Había muchos periodistas, muchos fotógrafos, forofos y forofas de la monarquía, personas curioseando y flores en cualquier esquina.
Los turistas felices, la catedral vacía, en el barco que recorre el Támesis no iba casi nadie y los cuadros de los museos se dejaban contemplar sin necesidad de dar empujones o de hacer escorzos imposibles para atisbar una esquina.
Se apreciaba un ambiente estupendo, avenidas solo para peatones o bicis y llenazo total en El Rey León, con el público más fervoroso y entusiasta que he visto jamás. Por cierto, en El Rey León se cumple lo de «a rey muerto, rey puesto». ¡Cómo la vida misma!
MÁS FOTÓGRAFOS Y CÁMARAS QUE SÚBDITOS
Paralelamente a la famosa cola, por los alrededores del London Eye, que dicho sea de paso, recauda diariamente casi 400.000 libras, artistas variados bailaban, hacían juegos malabares, te escribían una historia personal con tres palabras que pronunciaras o entonaban el Hey Jude, a coro con un público entregado, que llenaba la calle los bares y los restaurantes, ajeno a los que aguardaban horas para desfilar, apenas unos segundos, delante del féretro real.

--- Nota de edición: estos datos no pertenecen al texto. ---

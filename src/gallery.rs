//! Gallery page controller: staggered entrance of the grid, the lightbox
//! modal and downloads from either.

use crate::dom::{NodeId, Page, PageEvent};
use crate::download::DownloadTrigger;
use crate::error::Result;
use crate::models::GalleryEntry;
use crate::toast::Toaster;
use crate::view;

pub mod ids {
    pub const MODAL: &str = "imageModal";
    pub const MODAL_IMAGE: &str = "modalImage";
    pub const MODAL_TITLE: &str = "modalTitle";
    pub const MODAL_DATE: &str = "modalDate";
    pub const GALLERY_GRID: &str = "galleryGrid";
}

pub const ITEM_CLASS: &str = "gallery-item";
pub const ESCAPE_KEY: &str = "Escape";

/// Parallax factor applied to `.gallery-header` on scroll
const PARALLAX_SPEED: f64 = 0.5;

#[derive(Debug, Clone, Copy)]
struct Elements {
    modal: NodeId,
    modal_image: NodeId,
    modal_title: NodeId,
    modal_date: NodeId,
}

/// Controller for the gallery page
#[derive(Debug, Clone)]
pub struct GalleryController {
    page: Page,
    els: Elements,
    downloads: DownloadTrigger,
    toaster: Toaster,
}

impl GalleryController {
    /// Bind to the modal elements and animate the pre-rendered items in
    pub fn init(page: &Page, downloads: DownloadTrigger, toaster: Toaster) -> Result<Self> {
        let els = page.with(|doc| -> Result<Elements> {
            Ok(Elements {
                modal: doc.require(ids::MODAL)?,
                modal_image: doc.require(ids::MODAL_IMAGE)?,
                modal_title: doc.require(ids::MODAL_TITLE)?,
                modal_date: doc.require(ids::MODAL_DATE)?,
            })
        })?;
        let ctrl = Self {
            page: page.clone(),
            els,
            downloads,
            toaster,
        };
        ctrl.add_animations();
        Ok(ctrl)
    }

    pub fn page(&self) -> &Page {
        &self.page
    }

    pub fn toaster(&self) -> &Toaster {
        &self.toaster
    }

    fn add_animations(&self) {
        self.page.with(|doc| {
            let items = doc.get_elements_by_class(ITEM_CLASS);
            for (index, item) in items.iter().enumerate() {
                doc.set_style(*item, "opacity", "0");
                doc.set_style(*item, "transform", "translateY(30px)");
                doc.set_style(
                    *item,
                    "animation",
                    &format!(
                        "fadeInUp 0.6s ease-out {} forwards",
                        crate::stagger_delay_css(index)
                    ),
                );
            }
            log::debug!("animated {} gallery items", items.len());
        });
    }

    /// Gallery items in page order
    pub fn items(&self) -> Vec<NodeId> {
        self.page.with(|doc| doc.get_elements_by_class(ITEM_CLASS))
    }

    /// Metadata carried by a gallery item's data attributes
    pub fn entry(&self, item: NodeId) -> Option<GalleryEntry> {
        self.page.with(|doc| {
            Some(GalleryEntry {
                url: doc.attr(item, "data-url")?,
                filename: doc.attr(item, "data-filename").unwrap_or_default(),
                timestamp: doc.attr(item, "data-timestamp").unwrap_or_default(),
                size: doc.attr(item, "data-size").and_then(|s| s.parse().ok()),
            })
        })
    }

    pub fn entries(&self) -> Vec<GalleryEntry> {
        self.items()
            .into_iter()
            .filter_map(|i| self.entry(i))
            .collect()
    }

    /// Show `image_url` in the lightbox and lock page scrolling
    pub fn open_modal(&self, image_url: &str, title: &str, timestamp: &str) {
        let els = self.els;
        self.page.with(|doc| {
            doc.set_attr(els.modal_image, "src", image_url);
            doc.set_text(els.modal_title, title);
            doc.set_text(els.modal_date, timestamp);
            doc.set_style(els.modal, "display", "flex");
            let body = doc.body();
            doc.set_style(body, "overflow", "hidden");
        });
        log::debug!("modal opened for {}", title);
    }

    /// Hide the lightbox and restore scrolling. Returns false when the modal
    /// was already closed, in which case nothing changes.
    pub fn close_modal(&self) -> bool {
        if !self.is_modal_open() {
            return false;
        }
        let els = self.els;
        self.page.with(|doc| {
            doc.set_style(els.modal, "display", "none");
            let body = doc.body();
            doc.set_style(body, "overflow", "auto");
        });
        log::debug!("modal closed");
        true
    }

    pub fn is_modal_open(&self) -> bool {
        self.page
            .with(|doc| doc.style(self.els.modal, "display"))
            .as_deref()
            == Some("flex")
    }

    /// Title and image source currently shown in the modal
    pub fn modal_contents(&self) -> (String, String) {
        let els = self.els;
        self.page.with(|doc| {
            (
                doc.text_content(els.modal_title),
                doc.attr(els.modal_image, "src").unwrap_or_default(),
            )
        })
    }

    /// Download the image in the modal, named after the modal title
    pub fn download_modal_image(&self) {
        let (title, src) = self.modal_contents();
        self.downloads.download(&src, &title);
    }

    /// Route a page event
    pub fn dispatch(&self, event: &PageEvent) {
        match event {
            PageEvent::Click { target } => self.handle_click(*target),
            PageEvent::KeyDown { key } => {
                if key == ESCAPE_KEY && self.is_modal_open() {
                    self.close_modal();
                }
            }
            PageEvent::PointerEnter { target } => self.hover(*target, true),
            PageEvent::PointerLeave { target } => self.hover(*target, false),
            PageEvent::Scroll { offset_y } => self.parallax(*offset_y),
            PageEvent::Submit { .. } => {}
        }
    }

    fn handle_click(&self, target: NodeId) {
        enum Action {
            Close,
            Open(GalleryEntry),
            Download(String, String),
            DownloadModal,
            Nothing,
        }
        let modal = self.els.modal;
        let action = self.page.with(|doc| {
            if target == modal {
                return Action::Close;
            }
            if doc.is_inclusive_descendant(target, modal) {
                if doc.has_class(target, "close") {
                    return Action::Close;
                }
                if doc.closest(target, "modal-download-btn").is_some() {
                    return Action::DownloadModal;
                }
                return Action::Nothing;
            }
            let Some(item) = doc.closest(target, ITEM_CLASS) else {
                return Action::Nothing;
            };
            if let Some(btn) = doc.closest(target, "download-btn") {
                return Action::Download(
                    doc.attr(btn, "data-url").unwrap_or_default(),
                    doc.attr(btn, "data-filename").unwrap_or_default(),
                );
            }
            if doc.closest(target, "view-btn").is_some() || doc.closest(target, "gallery-image").is_some() {
                if let Some(url) = doc.attr(item, "data-url") {
                    return Action::Open(GalleryEntry {
                        url,
                        filename: doc.attr(item, "data-filename").unwrap_or_default(),
                        timestamp: doc.attr(item, "data-timestamp").unwrap_or_default(),
                        size: None,
                    });
                }
            }
            Action::Nothing
        });

        match action {
            Action::Close => {
                self.close_modal();
            }
            Action::Open(entry) => self.open_modal(&entry.url, &entry.filename, &entry.timestamp),
            Action::Download(url, filename) => self.downloads.download(&url, &filename),
            Action::DownloadModal => self.download_modal_image(),
            Action::Nothing => {}
        }
    }

    fn hover(&self, target: NodeId, entering: bool) {
        self.page.with(|doc| {
            if let Some(item) = doc.closest(target, ITEM_CLASS) {
                let transform = if entering {
                    "translateY(-10px) scale(1.02)"
                } else {
                    "translateY(0) scale(1)"
                };
                doc.set_style(item, "transform", transform);
            }
        });
    }

    fn parallax(&self, offset_y: f64) {
        self.page.with(|doc| {
            if let Some(header) = doc.first_by_class("gallery-header") {
                let shift = offset_y * PARALLAX_SPEED;
                doc.set_style(header, "transform", &format!("translateY({}px)", shift));
            }
        });
    }
}

/// Mount gallery items for `entries` into `#galleryGrid`, replacing what is
/// there. Used when the page is assembled locally instead of fetched.
pub fn render_entries(page: &Page, entries: &[GalleryEntry]) -> Result<()> {
    let grid = page.require(ids::GALLERY_GRID)?;
    page.with(|doc| {
        doc.clear_children(grid);
        for entry in entries {
            doc.append(grid, &view::gallery_item(entry));
        }
    });
    Ok(())
}

#[cfg(test)]
mod tests {
    use super::*;
    use crate::download::MemoryDownloadSink;
    use crate::toast::ToastTiming;
    use std::sync::Arc;

    fn entries() -> Vec<GalleryEntry> {
        (0..3)
            .map(|i| GalleryEntry {
                filename: format!("img_{}.png", i),
                url: format!("/media/img_{}.png", i),
                timestamp: format!("2024-01-0{} 10:00:00", i + 1),
                size: Some(1000 + i),
            })
            .collect()
    }

    fn controller() -> GalleryController {
        let page = crate::pages::gallery_page(&entries()).unwrap();
        let toaster = Toaster::attach(&page, ToastTiming::default()).unwrap();
        let downloads = DownloadTrigger::new(&page, Arc::new(MemoryDownloadSink::new()))
            .with_toaster(toaster.clone());
        GalleryController::init(&page, downloads, toaster).unwrap()
    }

    #[test]
    fn items_are_staggered_by_index() {
        let ctrl = controller();
        let anims: Vec<String> = ctrl.page.with(|doc| {
            doc.get_elements_by_class(ITEM_CLASS)
                .into_iter()
                .map(|i| doc.style(i, "animation").unwrap_or_default())
                .collect()
        });
        assert_eq!(
            anims,
            vec![
                "fadeInUp 0.6s ease-out 0s forwards",
                "fadeInUp 0.6s ease-out 0.1s forwards",
                "fadeInUp 0.6s ease-out 0.2s forwards",
            ]
        );
    }

    #[test]
    fn entries_round_trip_through_data_attributes() {
        let ctrl = controller();
        assert_eq!(ctrl.entries(), entries());
    }

    #[test]
    fn open_then_close_restores_scroll() {
        let ctrl = controller();
        ctrl.open_modal("/media/img_1.png", "img_1.png", "2024-01-02 10:00:00");
        assert!(ctrl.is_modal_open());
        let body = ctrl.page.with(|d| d.body());
        assert_eq!(ctrl.page.with(|d| d.style(body, "overflow")).as_deref(), Some("hidden"));
        assert_eq!(
            ctrl.modal_contents(),
            ("img_1.png".to_string(), "/media/img_1.png".to_string())
        );

        assert!(ctrl.close_modal());
        assert!(!ctrl.is_modal_open());
        assert_eq!(ctrl.page.with(|d| d.style(body, "overflow")).as_deref(), Some("auto"));
        assert!(!ctrl.close_modal());
    }

    #[test]
    fn hover_lifts_item() {
        let ctrl = controller();
        let item = ctrl.items()[0];
        let img = ctrl.page.with(|d| d.first_by_class("gallery-image")).unwrap();
        ctrl.dispatch(&PageEvent::PointerEnter { target: img });
        assert_eq!(
            ctrl.page.with(|d| d.style(item, "transform")).as_deref(),
            Some("translateY(-10px) scale(1.02)")
        );
        ctrl.dispatch(&PageEvent::PointerLeave { target: item });
        assert_eq!(
            ctrl.page.with(|d| d.style(item, "transform")).as_deref(),
            Some("translateY(0) scale(1)")
        );
    }

    #[test]
    fn scroll_moves_header_at_half_speed() {
        let ctrl = controller();
        ctrl.dispatch(&PageEvent::Scroll { offset_y: 120.0 });
        let header = ctrl.page.with(|d| d.first_by_class("gallery-header")).unwrap();
        assert_eq!(
            ctrl.page.with(|d| d.style(header, "transform")).as_deref(),
            Some("translateY(60px)")
        );
    }
}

Y no exagero si digo que había tramos con más fotógrafos y cámaras de televisión que súbditos piadosos dispuestos a presentar sus respetos.
En una esquina, frente al Big Ben, unas señoras instalaron sus tiendas de campaña. Me paré diez minutos a observar y en ese tiempo se arremolinaron allí tres equipos de tres televisiones distintas, (una, Antena 3), dos jóvenes periodistas con sus micros, y varios fotógrafos. Las señoras los atendieron, muy amables y compungidas. Si habéis visto hasta la saciedad tiendas de campaña, puedo asegurar que eran siempre las mismas.
En la Torre de Londres, la sección más concurrida era la de las joyas de la corona, donde faltaban la corona imperial, el orbe y el cetro, que reposaban, según dicta la tradición inglesa, sobre el féretro con el cadáver real.
La voz de la audioguía narraba lo importantes que son estas joyas para entender el simbolismo divino de la monarquía, nada decía de su dudosa y cuestionada procedencia. Yo pensaba en las muchas penas que aliviaría, por ejemplo, el diamante Cullinan engarzado en la susodicha corona. Los plebeyos somos así de prácticos y las republicanas no apreciamos nada divino en la monarquía. Tampoco entiendo la costumbre de alabar a los muertos hasta llegar al baboseo.
Morirse es algo natural y no mejora al ausente, ni nos hace mejores al resto por enaltecer al o la que ya no se va a enterar de nuestros lloros. A mí la reina Isabel me merece la misma opinión muerta que viva, es la representación de un anacronismo colonialista y cruel, y en la Torre de Londres, que visitamos cómodamente, su historia y su pasado me confirmaban el horror, la sangre, las torturas y las ejecuciones que ampararon aquellas paredes y los reyes que las ocuparon.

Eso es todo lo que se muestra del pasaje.